Ahí estaban, bajo un toque de absurdo y dibujos animados, las constantes de las sitcoms de acción viva como Married… with Children o Seinfeld. Es decir, los domingos de carne asada, los problemas matrimoniales, los ascensos en el trabajo, el acoso escolar, los días de pícnic, el patetismo de la clase media y la monotonía de la vida diaria.

 

Aquellos Simpsons de las temporadas tempranas eran un análisis con mucho humor y con acidez de la vida norteamericana, que cada vez más se estandarizaba a otras partes del mundo, incluido México.

 

Todo eso lo sazonaban con referencias cruzadas a películas de culto, desde El Padrino, El resplandor, Buenos muchachos y Los pájaros, a Ben Hur y El planeta de los simios, entre muchas otras. Los creadores se daban el lujo de tomar prestado tramas de películas y vestirlas con sus personajes, además de utilizar planos cinematográficos que las caricaturas, hasta ese momento, no realizaban.
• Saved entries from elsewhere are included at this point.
//! The render context shared by all template variants.
//!
//! All per-field display rules live here so the minijinja templates carry
//! only geometry and typography: date labels are preformatted, durations
//! computed, the current flag hides any stale end date, and optional
//! contact items flatten to empty strings (falsy in templates). Variants
//! differ solely in how they lay these values out.

use chrono::NaiveDate;
use serde::Serialize;

use crate::models::document::{Document, EducationEntry, ExperienceEntry};
use crate::render::dates::{calculate_duration, format_display_date, parse_iso_date};

#[derive(Debug, Clone, Serialize)]
pub struct ExperienceView {
    pub position: String,
    pub company: String,
    pub description: String,
    pub start: String,
    /// Formatted end date; empty when the entry is current, so a stale
    /// stored value can never leak into display.
    pub end: String,
    pub current: bool,
    pub duration: String,
}

#[derive(Debug, Clone, Serialize)]
pub struct EducationView {
    pub course: String,
    pub institution: String,
    pub start: String,
    pub end: String,
    pub start_year: String,
    pub end_year: String,
    pub current: bool,
}

#[derive(Debug, Clone, Serialize)]
pub struct PageContext {
    pub full_name: String,
    pub job_title: String,
    pub email: String,
    pub phone: String,
    pub address: String,
    pub linkedin: String,
    pub photo: String,
    pub objective: String,
    pub color: String,
    pub experience: Vec<ExperienceView>,
    pub education: Vec<EducationView>,
    pub skills: Vec<String>,
}

pub fn build_context(doc: &Document, today: NaiveDate) -> PageContext {
    PageContext {
        full_name: doc.personal_info.full_name.clone(),
        job_title: doc.personal_info.job_title.clone(),
        email: doc.personal_info.email.clone(),
        phone: doc.personal_info.phone.clone(),
        address: doc.personal_info.address.clone().unwrap_or_default(),
        linkedin: doc.personal_info.linkedin.clone().unwrap_or_default(),
        photo: doc.personal_info.photo.clone().unwrap_or_default(),
        objective: doc.objective.clone(),
        color: doc.config.color.clone(),
        experience: doc
            .experience
            .iter()
            .map(|e| experience_view(e, today))
            .collect(),
        education: doc.education.iter().map(education_view).collect(),
        skills: doc.skills.clone(),
    }
}

fn experience_view(entry: &ExperienceEntry, today: NaiveDate) -> ExperienceView {
    ExperienceView {
        position: entry.position.clone(),
        company: entry.company.clone(),
        description: entry.description.clone(),
        start: format_display_date(&entry.start_date),
        end: if entry.current {
            String::new()
        } else {
            format_display_date(&entry.end_date)
        },
        current: entry.current,
        duration: calculate_duration(&entry.start_date, &entry.end_date, entry.current, today),
    }
}

fn education_view(entry: &EducationEntry) -> EducationView {
    let end = if entry.current {
        String::new()
    } else {
        format_display_date(&entry.end_date)
    };
    EducationView {
        course: entry.course.clone(),
        institution: entry.institution.clone(),
        start: format_display_date(&entry.start_date),
        start_year: year_label(&entry.start_date),
        end_year: if entry.current {
            String::new()
        } else {
            year_label(&entry.end_date)
        },
        end,
        current: entry.current,
    }
}

/// Year-only label for compact layouts; empty unless the date parses.
fn year_label(raw: &str) -> String {
    parse_iso_date(raw)
        .map(|d| chrono::Datelike::year(&d).to_string())
        .unwrap_or_default()
}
Se hacían picadas, contrapicadas, elipsis de tiempo, enlazaban tramas, jugaban con conceptos matemáticos, físicos… y se atrevían a burlarse de la misma empresa que los programaba: la FOX.

 

Los personajes de esas temporadas, quizá hasta la duodécima, eran simples parodias de los estereotipos familiares; no obstante, pronto fueron definiendo su personalidad. Al inicio, el protagonista era Bart, una especie de Daniel el Travieso, pero sin la genialidad del niño creado por Hank Ketcham. En breve nos dimos cuenta que Bart era menos ambicioso e inteligente. Bart sufría culpa, era débil y sus ambiciones se acaban pronto. Era demasiado niño como para soportar el peso protagónico del programa. Fue debido a eso que, poco a poco, Homero fue tomando su lugar.

 

Homero es estúpido pero ambicioso; sus planes duran más que los de Bart, que siempre acaba devorado por el remordimiento. Homero es capaz de meterse en las más disparatadas situaciones debido a sus pocas luces, porque, principalmente, es un adulto, y sobre él no hay ninguna autoridad que lo detenga. Bart, por ejemplo, tiene una variopinta cantidad de personas que actúan como su freno: su hermana, su padre, el director de la escuela y sus propios compañeros de escuela. Sobre Homero no hay nada.

 

De la personalidad a la vida real

 

El problema fue que los personajes crecieron tanto que dejaron de ser una parodia para volverse reales. Se convirtieron en ellos mismos; ya no necesitaban del mundo “real” para poder vivir su vida. Marge, Lisa, Bart, Homero y Maggie se volvieron parte de nosotros. Marge apareció en Playboy, la cerveza Duff se podía comprar en el supermercado y Liza, la pendante Liza, de pronto era no una, sino una generación de hombres y mujeres que se rasgan las vestiduras ante cualquier fallo de lo políticamente correcto.

 

Los Simpsons dejaron de referenciar la realidad para volverse una parodia de sí mismos. Ya no necesitaban de nadie. No había necesidad de hacer referencia a la clase media o al día a día: con ellos se bastaban. En el capítulo “El enemigo de Homero”, el 23 de la octava temporada, aparece un tal Frank Grimes, un personaje que sigue la lógica de los antiguos personajes de la serie. Grimes es un tipo que ha trabajado duro para lograr todo lo que tiene y al compararse con Homero y su absurda buena suerte, que lo ha llevado a ser astronauta, amigo de ex presidentes y a viajar por el mundo, siente una envidia tal que lo lleva a odiarlo a muerte. Pero ante el Homero de dibujo animado nada puede hacer el Grimes que vive una vida mundana. Huelga decir que acaba muerto.

 

Es quizá en ese capítulo donde más se ve el cambio entre un momento y otro de la serie. El motivo de su decadencia no es el bajo nivel de argumentos, no es el cambio de voces, ni el alejamiento de Groening de la parte creativa, es simplemente la lógica de los personajes. ¿Qué cosas interesantes les pueden pasar a unos seres que han vivido de todo y que, más importante, no crecen ni pueden morir?

 

Eso mismo se preguntó en un momento dado DC Comics de su universo. Entonces decidieron acabarlo y reiniciar de nuevo. Pronto Marvel tuvo que hacer algo similar. El problema es que esa lógica no cabe en la familia amarilla. Con 28 temporadas al aire y varias más confirmadas, Los Simpsons pueden seguir por siempre, pero hace mucho que murieron.